Taking the Dark Side of the Moon’s previously released K2.6 model as an example, its calling cost is about one-third of Claude Opus 4.8’s.
As more companies focus on AI cost control, many overseas firms have also started trying Chinese models to replace part of their U.S. models in order to reduce inference spending.
Marc Andreessen, a co-founder of Andreessen Horowitz, a well-known U.S. venture capital firm, previously said that Zhipu’s GLM-5.2 has already become the first Chinese model that can match— and in some public tests even surpass—U.S. large AI lab flagship models.
Open-source competition keeps heating up as China’s AI company value is reappraised
Since this year began, nearly all Chinese AI companies have shifted to open-source routes.
DeepSeek quickly drew global developer attention with its R1 series; companies such as Zhipu and MiniMax then followed with open-weight models; and now the Dark Side of the Moon has officially joined this camp.
At the same time, top U.S. AI companies still stick to closed-source routes.
OpenAI’s latest GPT series and Anthropic’s flagship Claude models have not opened model weights. Instead, they rely on an API subscription model to keep boosting commercial revenue.
This difference in model approach has become a new dividing line in global AI competition.

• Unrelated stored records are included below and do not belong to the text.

#![forbid(unsafe_code)]

//! Per-node registry of bindings, gated on attach/detach.
//!
//! Each [`ViewNode`] owns at most one [`BindingStore`], created the first
//! time a binding is set on it. The store maps a [`BindingSlot`] (which
//! property of the node is bound) to the active [`Binding`] and connects or
//! disconnects all of them as the node enters or leaves the tree.
//!
//! # Invariants
//!
//! 1. At most one binding per slot; replacing a slot disconnects the
//!    previous binding before the new one can connect.
//! 2. While the node is attached, every stored binding is connected; while
//!    detached, none is.

use std::cell::{Cell, RefCell};
use std::collections::BTreeMap;
use std::rc::Rc;

use super::binding::Binding;
use super::lifecycle::{Lifecycle, ViewNode};

/// Which property of a view node a binding drives.
#[derive(Debug, Clone, Copy, PartialEq, Eq, Hash, PartialOrd, Ord)]
pub enum BindingSlot {
    Text,
    Value,
    Tooltip,
    Placeholder,
    Title,
    Disabled,
    Hidden,
    Selected,
    /// Collection feeding a list, table or select.
    ItemsSource,
    ClassName,
}

impl BindingSlot {
    #[must_use]
    pub const fn as_str(self) -> &'static str {
        match self {
            Self::Text => "text",
            Self::Value => "value",
            Self::Tooltip => "tooltip",
            Self::Placeholder => "placeholder",
            Self::Title => "title",
            Self::Disabled => "disabled",
            Self::Hidden => "hidden",
            Self::Selected => "selected",
            Self::ItemsSource => "items_source",
            Self::ClassName => "class_name",
        }
    }
}

impl std::fmt::Display for BindingSlot {
    fn fmt(&self, f: &mut std::fmt::Formatter<'_>) -> std::fmt::Result {
        f.write_str(self.as_str())
    }
}

/// The bindings of one view node.
#[derive(Debug, Default)]
pub struct BindingStore {
    bindings: RefCell<BTreeMap<BindingSlot, Binding>>,
    attached: Cell<bool>,
}

impl BindingStore {
    /// Detached, empty store.
    #[must_use]
    pub fn new() -> Self {
        Self::default()
    }

    /// Bind `slot` of `node`, replacing any previous binding there. Connects
    /// immediately if the node is attached.
    pub fn set(node: &ViewNode, slot: BindingSlot, binding: Binding) {
        node.bindings_or_init().insert(slot, binding);
    }

    /// The store of `node`, if it has ever had a binding.
    #[must_use]
    pub fn get(node: &ViewNode) -> Option<Rc<BindingStore>> {
        node.bindings()
    }

    /// Store `binding` under `slot`, disconnecting the one it replaces.
    /// Storing the binding already held there (a clone of it) is a no-op.
    pub fn insert(&self, slot: BindingSlot, binding: Binding) {
        let previous = self.bindings.borrow_mut().insert(slot, binding.clone());
        match previous {
            Some(previous) if previous.ptr_eq(&binding) => {
                tracing::trace!(%slot, "binding re-set under its own slot");
            }
            Some(previous) => {
                tracing::debug!(%slot, "binding replaced");
                previous.disconnected();
            }
            None => {}
        }
        if self.attached.get() {
            binding.connected();
        }
    }

    /// Disconnect and drop the binding under `slot`.
    pub fn remove(&self, slot: BindingSlot) -> Option<Binding> {
        let removed = self.bindings.borrow_mut().remove(&slot);
        if let Some(binding) = &removed {
            binding.disconnected();
        }
        removed
    }

    /// The binding under `slot`.
    #[must_use]
    pub fn binding(&self, slot: BindingSlot) -> Option<Binding> {
        self.bindings.borrow().get(&slot).cloned()
    }

    /// Bound slots in slot order.
    #[must_use]
    pub fn slots(&self) -> Vec<BindingSlot> {
        self.bindings.borrow().keys().copied().collect()
    }

    #[must_use]
    pub fn len(&self) -> usize {
        self.bindings.borrow().len()
    }

    #[must_use]
    pub fn is_empty(&self) -> bool {
        self.bindings.borrow().is_empty()
    }

    #[must_use]
    pub fn is_attached(&self) -> bool {
        self.attached.get()
    }

    /// Connect every stored binding.
    pub fn connected(&self) {
        self.attached.set(true);
        for binding in self.snapshot() {
            binding.connected();
        }
    }

    /// Disconnect every stored binding.
    pub fn disconnected(&self) {
        self.attached.set(false);
        for binding in self.snapshot() {
            binding.disconnected();
        }
    }

    // Bindings may touch the store while connecting, so never hold the map
    // borrow across a callback.
    fn snapshot(&self) -> Vec<Binding> {
        self.bindings.borrow().values().cloned().collect()
    }
}

impl Lifecycle for BindingStore {
    fn on_attach(&self) {
        self.connected();
    }

    fn on_detach(&self) {
        self.disconnected();
    }
}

The Financial Times points out that an increasing number of Silicon Valley investors and technology company executives have started to believe that the performance gap between the frontier AI models of China and the U.S. is shrinking quickly, and that what will truly determine the future competitive landscape may no longer be just model rankings, but who can build an open ecosystem that covers developers worldwide.
The capital markets are also reassessing the value of Chinese AI companies.
The Financial Times reported that the Dark Side of the Moon is conducting a new round of financing with a valuation of about $31.5 billion; DeepSeek has also started a new round of financing with a valuation of about $71 billion. By comparison, Anthropic’s valuation after its latest funding is about $965 billion, and OpenAI’s latest valuation is about $852 billion.
With Kimi K3 officially released, competition between China’s leading AI companies and U.S. frontier labs is also extending beyond a pure model-capability contest, moving further into comprehensive battles over open-source ecosystems, developer communities, and business models.